—¿Charley?

Lo que más recuerdo de cuando me escondí en aquel porche trasero es la rapidez con la que me quedé sin aliento. Estaba frente a la nevera, moviéndome pesadamente, y al cabo de un segundo el corazón me latía con tanta fuerza que pensé que no habría oxígeno suficiente para sustentarlo. Estaba temblando. Tenía la ventana de la cocina a mis espaldas, pero no me atreví a mirar por ella. Había visto a mi madre muerta y ahora había oído su voz. Ya me había roto partes del cuerpo en otras ocasiones, pero aquélla fue la primera vez que me preocupaba haberme dañado la cabeza.

Me quedé allí, con el pecho palpitante y la mirada clavada en el suelo de tierra que tenía frente a mí. Cuando éramos niños a aquello lo llamábamos nuestro «jardín», pero no era más que un cuadrado de césped. Se me ocurrió cruzarlo dando saltos hacia una casa vecina.

Entonces se abrió la puerta.

Y salió mi madre.

Mi madre.

Allí mismo. En aquel porche.

Y se volvió hacia mí.

Y dijo:

—¿Qué estás haciendo aquí afuera? Hace frío.
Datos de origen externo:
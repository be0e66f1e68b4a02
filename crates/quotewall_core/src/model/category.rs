//! Category domain model.

use serde::{Deserialize, Serialize};

/// Stable identifier for a stored category (SQLite rowid).
pub type CategoryId = i64;

/// User-defined grouping for quotes. Names are unique and stored trimmed.
#[derive(Debug, Clone, PartialEq, Eq, Serialize, Deserialize)]
pub struct Category {
    pub id: CategoryId,
    pub name: String,
}
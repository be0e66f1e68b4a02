//! Connection readiness checks shared by SQLite repositories.
//!
//! # Invariants
//! - Repositories refuse connections whose schema version differs from the
//!   binary's latest migration.
//! - Every table/column the repositories query must exist up front, so
//!   mistakes surface at construction instead of mid-rotation.

use crate::db::migrations::{current_user_version, latest_version};
use crate::repo::quote_repo::{RepoError, RepoResult};
use rusqlite::Connection;

const REQUIRED_COLUMNS: &[(&str, &[&str])] = &[
    ("quotes", &["id", "text", "author", "created_at"]),
    ("categories", &["id", "name"]),
    ("quote_categories", &["quote_id", "category_id"]),
    ("settings", &["key", "value"]),
];

pub(crate) fn ensure_connection_ready(conn: &Connection) -> RepoResult<()> {
    let expected_version = latest_version();
    let actual_version = current_user_version(conn)?;
    if actual_version != expected_version {
        return Err(RepoError::UninitializedConnection {
            expected_version,
            actual_version,
        });
    }

    for &(table, columns) in REQUIRED_COLUMNS {
        if !table_exists(conn, table)? {
            return Err(RepoError::MissingRequiredTable(table));
        }
        for &column in columns {
            if !table_has_column(conn, table, column)? {
                return Err(RepoError::MissingRequiredColumn { table, column });
            }
        }
    }

    Ok(())
}

fn table_exists(conn: &Connection, table: &str) -> RepoResult<bool> {
    let exists: i64 = conn.query_row(
        "SELECT EXISTS(
            SELECT 1
            FROM sqlite_master
            WHERE type = 'table' AND name = ?1
        );",
        [table],
        |row| row.get(0),
    )?;
    Ok(exists == 1)
}

fn table_has_column(conn: &Connection, table: &str, column: &str) -> RepoResult<bool> {
    let mut stmt = conn.prepare(&format!("PRAGMA table_info({table});"))?;
    let mut rows = stmt.query([])?;
    while let Some(row) = rows.next()? {
        let current: String = row.get(1)?;
        if current == column {
            return Ok(true);
        }
    }
    Ok(false)
}
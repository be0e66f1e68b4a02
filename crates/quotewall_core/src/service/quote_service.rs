//! Quote editing use-cases.
//!
//! # Responsibility
//! - Provide create/update/delete/get/list entry points for callers.
//! - Drop cached wallpapers whose source quote changed or disappeared.
//!
//! # Invariants
//! - Slots are invalidated only after the store write succeeded.
//! - Creating a quote never touches the cache; the new quote simply shows up
//!   in `find_missing`.

use crate::cache::coordinator::invalidate_slots;
use crate::cache::wallpaper_cache::WallpaperCache;
use crate::model::category::CategoryId;
use crate::model::quote::{Quote, QuoteDraft, QuoteId};
use crate::repo::quote_repo::{QuoteRepository, RepoResult};
use crate::service::error::ServiceError;

/// Quote CRUD facade that keeps the wallpaper cache consistent.
pub struct QuoteService<R: QuoteRepository> {
    repo: R,
    cache: WallpaperCache,
}

impl<R: QuoteRepository> QuoteService<R> {
    pub fn new(repo: R, cache: WallpaperCache) -> Self {
        Self { repo, cache }
    }

    /// Creates a quote and returns the stored record.
    pub fn create_quote(&self, draft: &QuoteDraft) -> Result<Quote, ServiceError> {
        let id = self.repo.create_quote(draft)?;
        self.repo
            .get_quote(id)?
            .ok_or(ServiceError::InconsistentState(
                "created quote not found in read-back",
            ))
    }

    /// Replaces text, author and categories, then drops both style slots.
    pub fn update_quote(&self, id: QuoteId, draft: &QuoteDraft) -> Result<Quote, ServiceError> {
        self.repo.update_quote(id, draft)?;
        invalidate_slots(&self.cache, Some(id))?;
        self.repo
            .get_quote(id)?
            .ok_or(ServiceError::InconsistentState(
                "updated quote not found in read-back",
            ))
    }

    /// Deletes a quote and its slots.
    ///
    /// A rotation state pointing at the quote is left alone; the rotation
    /// engine recovers from the dangling id on its next call.
    pub fn delete_quote(&self, id: QuoteId) -> Result<(), ServiceError> {
        self.repo.delete_quote(id)?;
        invalidate_slots(&self.cache, Some(id))?;
        Ok(())
    }

    pub fn get_quote(&self, id: QuoteId) -> RepoResult<Option<Quote>> {
        self.repo.get_quote(id)
    }

    pub fn list_quotes(&self) -> RepoResult<Vec<Quote>> {
        self.repo.list_quotes()
    }

    pub fn list_quotes_by_category(&self, category_id: CategoryId) -> RepoResult<Vec<Quote>> {
        self.repo.list_quotes_by_category(category_id)
    }
}
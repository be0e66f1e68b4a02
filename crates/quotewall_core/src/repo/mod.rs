//! Repository layer abstractions and persistence implementations.
//!
//! # Responsibility
//! - Define the quote store, category store and settings store contracts.
//! - Isolate SQLite query details from rotation/cache orchestration.
//!
//! # Invariants
//! - Repository writes validate drafts before persistence.
//! - Repository APIs return semantic errors (`QuoteNotFound`, ...) in
//!   addition to DB transport errors.

pub mod category_repo;
mod guard;
pub mod quote_repo;
pub mod settings_repo;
Bueno, no sé si puedo explicar el salto que di. Es como bajarse del planeta. Está todo lo que sabes y todo lo que ocurre. Cuando las dos cosas no coinciden, tienes que elegir. Vi a mi madre, viva, frente a mí. La oí volviendo a pronunciar mi nombre. «¿Charley?» Era la única persona que me llamaba así.

¿Acaso estaba alucinando? ¿Debía avanzar hacia ella? ¿Era como una burbuja que estallaría? Lo cierto es que en aquellos momentos mis miembros parecían pertenecer a otra persona.

—¿Charley? ¿Qué ocurre? Estás lleno de cortes.

Ella llevaba unos pantalones azules y un jersey blanco —al parecer siempre iba vestida de calle, daba igual lo temprano que fuera— y no parecía haber envejecido desde la última vez que la había visto, el día en que cumplió setenta y nueve años, con esas gafas de montura roja que le regalaron. Volvió suavemente las palmas de las manos y con la mirada me indicó que me acercara y… no sé, esas gafas, su piel, su cabello, su manera de abrir la puerta trasera como solía hacer cuando yo tiraba las pelotas de tenis que había en el tejado de nuestra casa. Algo se fundió en mi interior, como si su rostro despidiera calor. Me recorrió la espalda. Descendió hasta mis tobillos. Entonces algo se rompió, la barrera entre la fe y la incredulidad, y casi pude oír el chasquido.

Me di por vencido. Me bajé del planeta.

—¿Charley? —dijo ella—. ¿Qué te pasa? Hice lo que habrías hecho tú.

Me abracé a mi madre como si no fuera a soltarla nunca.